Мы, разумеется, позволили.

Лифт набился битком – не мы одни решили в этот день позавтракать. На всякий случай я втиснулся между Татьяной и Абметовым. На первом (точнее, нулевом) этаже толпа вынесла нас в вестибюль, и на какое-то время я упустил их из виду. Между тем я едва не сшиб нашу вчерашнюю соседку – она собиралась ехать наВерх. Стоявший позади нее худощавый смазливый блондин приготовился подхватить ее под руку. К счастью, соседка устояла. Лицо ее, как и вчера, прикрывала короткая вуалетка, но, завидев меня, она вежливо приподняла ее край:

– Доброе утро, – сказала она и сразу же опустила вуалетку.

– Доброе... надеюсь, проблем с ключом у вас больше не будет – в противном случае я готов вам помочь, – галантно предложил я ей свои услуги.

– Думаю, на этот раз все обойдется, – скромно ответила соседка и, одарив меня томным фиалковым взором, направилась к освободившемуся лифту. Я высмотрел в толпе Татьяну и Абметова. Та излагала ему свою инфернальную новость:

– Нами управляет какой-то злой рок: во-первых, мы вас повсюду встречаем, но это еще куда ни шло. Гораздо подозрительней, что сумма номеров наших с вами апартаментов сколько, вы думаете? Шестьсот шестьдесят шесть!

Абметов расхохотался:

– У нас на Земле это сочли бы добрым предзнаменованием!

– Кто ж у вас там теперь у власти в таком случае? – Татьяна сделала страшные глаза.

– Ах, не спрашивайте, скука царствует над нами... – отмахнулся он.
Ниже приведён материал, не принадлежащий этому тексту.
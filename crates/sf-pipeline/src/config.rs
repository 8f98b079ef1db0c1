//! `steelflow.toml`.
//!
//! Every field is optional.  Sections map onto the parameter structs of the
//! stage crates:
//!
//! | Section        | Type                          |
//! |----------------|-------------------------------|
//! | `[totals]`     | [`TotalsConfig`] → `AnnualTotals` |
//! | `[plant]`      | `sf_plant::PlantParams`       |
//! | `[transport]`  | `sf_rake::TransportParams`    |
//! | `[port.*]`     | `sf_port::PortPolicy`         |
//! | `[contracts]`  | `sf_vessel::ContractParams`   |
//! | `[vessel]`     | `sf_vessel::VesselParams`     |
//! | `[backends]`   | [`BackendsConfig`]            |
//! | `[[plants]]`   | `sf_network::PlantConfig`     |

use std::path::{Path, PathBuf};

use chrono::NaiveDate;
use serde::Deserialize;

use sf_core::SimCalendar;
use sf_network::{Network, NetworkBuilder, PlantConfig};
use sf_plant::{AnnualTotals, PlantParams, TotalValue};
use sf_port::PortPolicy;
use sf_rake::TransportParams;
use sf_vessel::{ContractParams, VesselParams};

use crate::{PipelineError, PipelineResult};

/// Annual figures in million tonnes, as numbers or strings.
#[derive(Clone, Debug, Default, PartialEq, Deserialize)]
#[serde(default)]
pub struct TotalsConfig {
    pub coal:      Option<TotalValue>,
    pub limestone: Option<TotalValue>,
    pub steel:     Option<TotalValue>,
}

/// Extra output backends mirroring the CSV stage files.
#[derive(Copy, Clone, Debug, Default, PartialEq, Eq, Deserialize)]
#[serde(default)]
pub struct BackendsConfig {
    pub sqlite:  bool,
    pub parquet: bool,
}

#[derive(Clone, Debug, PartialEq, Deserialize)]
#[serde(default)]
pub struct PipelineConfig {
    pub seed:         u64,
    pub start_date:   NaiveDate,
    pub days:         u32,
    pub output_dir:   PathBuf,
    /// Days of vessel history before the first port-log date.  Takes
    /// precedence over `[vessel] history_days` when both are set.
    pub history_days: Option<u32>,
    pub totals:       TotalsConfig,
    pub plant:        PlantParams,
    pub transport:    TransportParams,
    pub port:         PortPolicy,
    pub contracts:    ContractParams,
    pub vessel:       VesselParams,
    pub backends:     BackendsConfig,
    /// Replaces the built-in plant catalog when present.
    pub plants:       Option<Vec<PlantConfig>>,
}

impl Default for PipelineConfig {
    fn default() -> Self {
        Self {
            seed:         42,
            start_date:   NaiveDate::from_ymd_opt(2023, 1, 1).unwrap_or_default(),
            days:         365,
            output_dir:   PathBuf::from("synDatasets"),
            history_days: None,
            totals:       TotalsConfig::default(),
            plant:        PlantParams::default(),
            transport:    TransportParams::default(),
            port:         PortPolicy::default(),
            contracts:    ContractParams::default(),
            vessel:       VesselParams::default(),
            backends:     BackendsConfig::default(),
            plants:       None,
        }
    }
}

impl PipelineConfig {
    /// Parse TOML text.  `origin` names the source in errors.
    pub fn from_toml_str(text: &str, origin: &Path) -> PipelineResult<Self> {
        let config: Self = toml::from_str(text)
            .map_err(|source| PipelineError::ConfigParse { path: origin.to_owned(), source })?;
        config.validate()?;
        Ok(config)
    }

    pub fn load(path: &Path) -> PipelineResult<Self> {
        let text = std::fs::read_to_string(path)
            .map_err(|source| PipelineError::ConfigIo { path: path.to_owned(), source })?;
        let config = Self::from_toml_str(&text, path)?;
        tracing::info!(path = %path.display(), "configuration loaded");
        Ok(config)
    }

    pub fn validate(&self) -> PipelineResult<()> {
        if self.days == 0 {
            return Err(PipelineError::Config("days must be at least 1".into()));
        }
        if self.plants.as_ref().is_some_and(Vec::is_empty) {
            return Err(PipelineError::Config("[[plants]] is present but empty".into()));
        }
        Ok(())
    }

    pub fn calendar(&self) -> SimCalendar {
        SimCalendar::new(self.start_date, self.days)
    }

    /// Resolved annual figures; unusable figures fall back with a warning.
    pub fn totals(&self) -> AnnualTotals {
        AnnualTotals::resolve(
            self.totals.coal.as_ref(),
            self.totals.limestone.as_ref(),
            self.totals.steel.as_ref(),
        )
    }

    /// Vessel parameters, with the top-level `history_days` applied if set.
    pub fn vessel_params(&self) -> VesselParams {
        match self.history_days {
            Some(days) => VesselParams { history_days: days, ..self.vessel },
            None => self.vessel,
        }
    }

    /// The configured plant network, or the built-in catalog.
    pub fn network(&self) -> PipelineResult<Network> {
        match &self.plants {
            Some(plants) => Ok(NetworkBuilder::from_configs(plants)?.build()),
            None => Ok(Network::default_catalog()?),
        }
    }
}
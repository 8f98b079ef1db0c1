use thiserror::Error;

use crate::LocationKind;

#[derive(Debug, Error)]
pub enum NetworkError {
    #[error("duplicate plant {0:?}")]
    DuplicatePlant(String),

    #[error("location {name:?} declared as {existing} and as {requested}")]
    KindConflict {
        name:      String,
        existing:  LocationKind,
        requested: LocationKind,
    },

    #[error("plant {plant:?} has no {what}")]
    NoRoutes {
        plant: String,
        what:  &'static str,
    },

    #[error("plant {plant:?}: {reason}")]
    InvalidPlant {
        plant:  String,
        reason: String,
    },

    #[error("too many locations for a LocationId")]
    TooManyLocations,
}

pub type NetworkResult<T> = Result<T, NetworkError>;
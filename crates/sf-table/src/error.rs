//! Error types for sf-table.

use std::path::PathBuf;

use thiserror::Error;

/// Errors raised while writing a stage table or loading one back.
#[derive(Debug, Error)]
pub enum TableError {
    /// The upstream stage file does not exist.
    #[error("missing input {path}: table `{table}` is produced by the `{producer}` stage")]
    MissingInput {
        table:    &'static str,
        producer: &'static str,
        path:     PathBuf,
    },

    /// A required column is absent from the file header.
    #[error("{path}: table `{table}` is missing column `{column}`")]
    MissingColumn {
        table:  &'static str,
        column: &'static str,
        path:   PathBuf,
    },

    /// A record could not be decoded into the row type.
    #[error("{path}, line {line}: {source}")]
    Row {
        path:   PathBuf,
        line:   u64,
        source: csv::Error,
    },

    #[error("I/O error: {0}")]
    Io(#[from] std::io::Error),

    #[error("CSV error: {0}")]
    Csv(#[from] csv::Error),

    #[cfg(feature = "sqlite")]
    #[error("SQLite error: {0}")]
    Sqlite(#[from] rusqlite::Error),

    #[cfg(feature = "parquet")]
    #[error("Arrow error: {0}")]
    Arrow(#[from] arrow::error::ArrowError),

    #[cfg(feature = "parquet")]
    #[error("Parquet error: {0}")]
    Parquet(#[from] parquet::errors::ParquetError),
}

/// Alias for `Result<T, TableError>`.
pub type TableResult<T> = Result<T, TableError>;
Фраза звучала немного пафосно, если это только не цитата. – Пусть хоть тринадцать раз по шестьсот шестьдесят шесть, лишь бы что-нибудь произошло!

– Неужели все так плохо? – удивился я.

– Уж поверьте мне – все именно так и обстоит. Taedium vitae, скука жизни, как говорили древние. Кто потемпераментней – улетают на поиски загадок и разгадок. А домоседы придумывают загадки, не сходя с места. Сказав это, он внимательно посмотрел на меня. "Как ты думаешь, я на что-нибудь намекаю или нет? " – спрашивал его взгляд. Я его мысленно послал. Видимо, он это понял, потому что сразу же повернулся к Татьяне:

– Что будете заказывать? – Этот вопрос был задан обычным способом, то есть вслух.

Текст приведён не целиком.